Software Engineering Project

This is the live page of the MPRI 1-31 course, by David Baelde and Amélie Ledein.

Agenda

Sessions will generally take place in 2E29; please watch the detailed schedule for details. Please bring your laptops when exercises are planned.

• 09/18 course organization, introduction to SE and presentation of project proposals
• 09/25 testing: lecture, example and exercises 1 & 2 (solutions 1 & 2) ;
• 10/02 project meetings
• 10/09 git tutorial and exercises; project meetings: infrastructure setup
• 10/16 project meetings
• 10/23 project meetings + design lecture and exercise
• 10/30 holidays
• 11/06 project meetings (mid-term exams)
• 11/13 project meetings
• 11/20 end of first phase, debriefing + second phase requirements
• 11/27 packaging guidelines (video) + exercise
• 12/04 advanced git tutorial + exercise (PDF, video)
• 12/11 project meetings + discussion on tools by language groups
• 12/18 project meeting
• 12/25 holidays
• 01/01 holidays
• 01/08 end of second phase, defense preparation
• 01/15 nothing
• 01/21, 14:00–16:30 defenses and demos: DOARM, PenGUI, Squirrel
• 01/22, 13:00–15:30 defenses and demos: Loki, Minisoap, Monocycle

Projects

• Squirrel dungeon battle: repo, requirements
• Adversarial machine learning platform Loki: repo, requirements
• Jump and run unicycle: repo, requirements
• PenGUI immediate GUI in Rust: repo, requirements
• DreamOfARidiculousMan rogue-like: repo, requirements
• Minisoap audio synthesis system: repo, requirements

Ressources

Legal aspects:

• What happens if you don't choose a license?
• How to use GNU licenses
• Overview of some open source licenses

Distributing software:

• Linux Hierarchy Standard
• GNU Coding Standards / The Release Process
• Packaging Python projects

Projects

Students should form groups and choose among several project proposals.

Hall of fame:

• Canabaelde (2019)
• Tim Dodge (2017)
• Paint 1 and 2 (2017)
• Rogue (2017)
• Dungeon (2015)
• Ocawai (2014)
• Geriatric Terrorist Anarchy (2013)

Requirements

Projects have to satisfy the following requirements, which will be the basis for grading. All requirements but the first one must have a corresponding issue on the development platform, where discussion will take place between students and evaluators, and evaluators will indicate when the requirement is satisfied. Note that satisfaction is not monotonic: a satisfied requirement may become unsatisfied later on.

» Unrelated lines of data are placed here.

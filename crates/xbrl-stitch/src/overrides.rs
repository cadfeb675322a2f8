//! Bundled company-specific catalog overrides.

use xbrl_core::{ConceptMapping, StatementCategory};

use crate::catalog::CatalogOverride;

/// Shopify (SHOP, CIK 0001594805).
///
/// Revenue moved from `SalesRevenueServicesNet` (through 2017) to the ASC 606
/// tag and then to `Revenues`. Segment revenue is reported under tags the
/// standard catalog does not carry.
#[must_use]
pub fn shopify() -> CatalogOverride {
    CatalogOverride::new()
        .replace(
            "revenue",
            [
                "Revenues",
                "RevenueFromContractWithCustomerExcludingAssessedTax",
                "SalesRevenueServicesNet",
            ],
        )
        .replace(
            "net_income",
            [
                "NetIncomeLoss",
                "NetIncomeLossAvailableToCommonStockholdersBasic",
                "ProfitLoss",
            ],
        )
        .replace("capex", ["PaymentsToAcquirePropertyPlantAndEquipment"])
        .add(ConceptMapping::new(
            "subscription_revenue",
            "Subscription Solutions Revenue",
            "Revenue from subscription plans and apps",
            StatementCategory::IncomeStatement,
            ["LicenseAndServicesRevenue", "SubscriptionRevenue"],
        ))
        .add(ConceptMapping::new(
            "merchant_solutions_revenue",
            "Merchant Solutions Revenue",
            "Revenue from payments, shipping and capital",
            StatementCategory::IncomeStatement,
            ["RevenueNotFromContractWithCustomer"],
        ))
}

• Platform: You must use a complete and modern development platform such as github, gitlab, etc. and continuous integration should be used to systematically build and test your software at least after each commit in master. The project must be accessible by teachers and other students. The evaluation of your project will be based on group meetings and content from the development platform: commits, issues, pull requests, comments, continuous integration.
• Standard structure: You must adopt a standard layout for your source code and build system. The build system should provide targets for building, installing, testing and generating the documentation. We also expect reasonable coding conventions regarding:
  • the naming of files, classes, variables, etc.;
  • the presentation of the code, including line length, spacing, markup in comments;
  • the promotion or avoidance of specific programming constructs or APIs;
  • other language- or technology-specific aspects.
  We strongly recommend using a lint-like tool.
• Functional correctness: Your software must satisfy the requirements from the project proposals. Every aspect must be unit tested; exceptions must be appropriately justified and approved by instructors.

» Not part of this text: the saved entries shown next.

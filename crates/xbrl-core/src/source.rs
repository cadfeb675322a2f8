//! Fact source trait.
//!
//! [`FactSource`] is the seam between the stitching pipeline and whatever
//! retrieves raw company facts: the SEC EDGAR client in production, static
//! fixtures in tests.

use async_trait::async_trait;
use std::fmt::Debug;

use crate::{
    error::Result,
    types::{Cik, FactSet, Ticker},
};

/// Source of raw XBRL company facts.
///
/// Implementations make no concurrency assumption and perform no retries;
/// retryable conditions are surfaced as
/// [`XbrlError::RateLimited`](crate::XbrlError::RateLimited) or
/// [`XbrlError::TransientNetwork`](crate::XbrlError::TransientNetwork).
#[async_trait]
pub trait FactSource: Send + Sync + Debug {
    /// Returns the name of this source (e.g., "SEC EDGAR").
    fn name(&self) -> &str;

    /// Resolves a ticker to a company CIK.
    ///
    /// Matching is exact and case-insensitive. Fails with
    /// [`XbrlError::NotFound`](crate::XbrlError::NotFound) when the ticker is absent.
    async fn resolve_cik(&self, ticker: &Ticker) -> Result<Cik>;

    /// Fetches every reported fact for one company.
    ///
    /// Performs exactly one outbound request per call.
    async fn fetch_facts(&self, cik: &Cik) -> Result<FactSet>;
}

The second phase imposes additional requirements:

• Tests: For each test, the property being tested must be clearly stated in natural language, and the test's code must correspond to that property.
• Commits: Every second-phase commit in master must be atomic and have a properly formatted commit message that accurately describes the change, indicating whether it's a new feature, a fix, etc. and referencing issues and other commits when relevant.

Optional requirements may bring extra points:

• Systematic use of issues: A high proportion (say 90%) of second-phase commits is explicitly linked to an issue where the relevant feature or bug is properly discussed. Using branches (and pull requests) is the best way to achieve this, to avoid having to link each commit separately.
• Outstanding contribution: To satisfy this requirement you must do something exceptional: deliver software that is particularly cool/reactive/efficient, implements additional features, or carry out your development in an interesting way (automation, debugging, etc.).